Fault avoidance consists of creating programs that are free of faults. Developing fault-free software must include a precise system specification, the extensive use of reviews during development, and careful planning and implementation of system testing.

However, because constructing a completely fault-free program is well-known to be generally unachievable, another technique used is fault removal. This method consists of accepting the existence of faults, then removing them after programs have already been written, but this proves to be another very difficult goal to reach.

Finally, fault tolerance is the technique that has been the focus of much recent research.
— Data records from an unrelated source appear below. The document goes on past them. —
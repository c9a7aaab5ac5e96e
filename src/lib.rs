//! Outreach User Bot Library
//!
//! A Telegram userbot for collecting group members and performing
//! rate-limited bulk operations against the collected targets.
//!
//! This crate provides the core functionality for:
//! - Resolving free-form chat references (IDs, usernames, invite links)
//! - Collecting participant IDs from groups and channels
//! - Sending direct messages and invites in throttled, retryable bulk runs
//! - Handling user commands and persisting collected state

pub mod bulk;
pub mod commands;
pub mod config;
pub mod directory;
pub mod resolver;
pub mod store;
pub mod telegram;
It consists of acceping the existence of faults, admitting that they cannot be removed, and using a combination of detection and recovery mechanisms to ensure that the faults do not cause programs to fail.

Some general methods to improve dependability in both hardware and software are listed below:
  • good design methods
  • extra-reliable (expensive) components
  • improved production techniques
  • improved power supply and cooling
  • adding redundancy:
    • in time: do computations several times, with the same hardware (HW) and software (SW), or with different HW and/or SW (design diversity)
    • in space: have multiple units perform same function, and add majority voting equipment

>> Vocabulary

  • failure: a component's inability to perform to its specifications (note: specifications can be wrong)

  • error: cause of a failure

  • fault: anomalous component condition:
    • internal: design or manufacturing fault, damage, aging
    • external: harsh conditions, radiation, electromagnetism, misuse

  • design faults: those faults that after having been repaired result in a system with a different specification

  • hardware faults: non-design faults, i.e., faults caused by physical processes
    • permanent: stable deviation from what is required
    • intermittent: every now and then
    • transient: only once, hopefully

>> How Fault Tolerance works

For more information on this fascinating area of research, please visit the next section of our page.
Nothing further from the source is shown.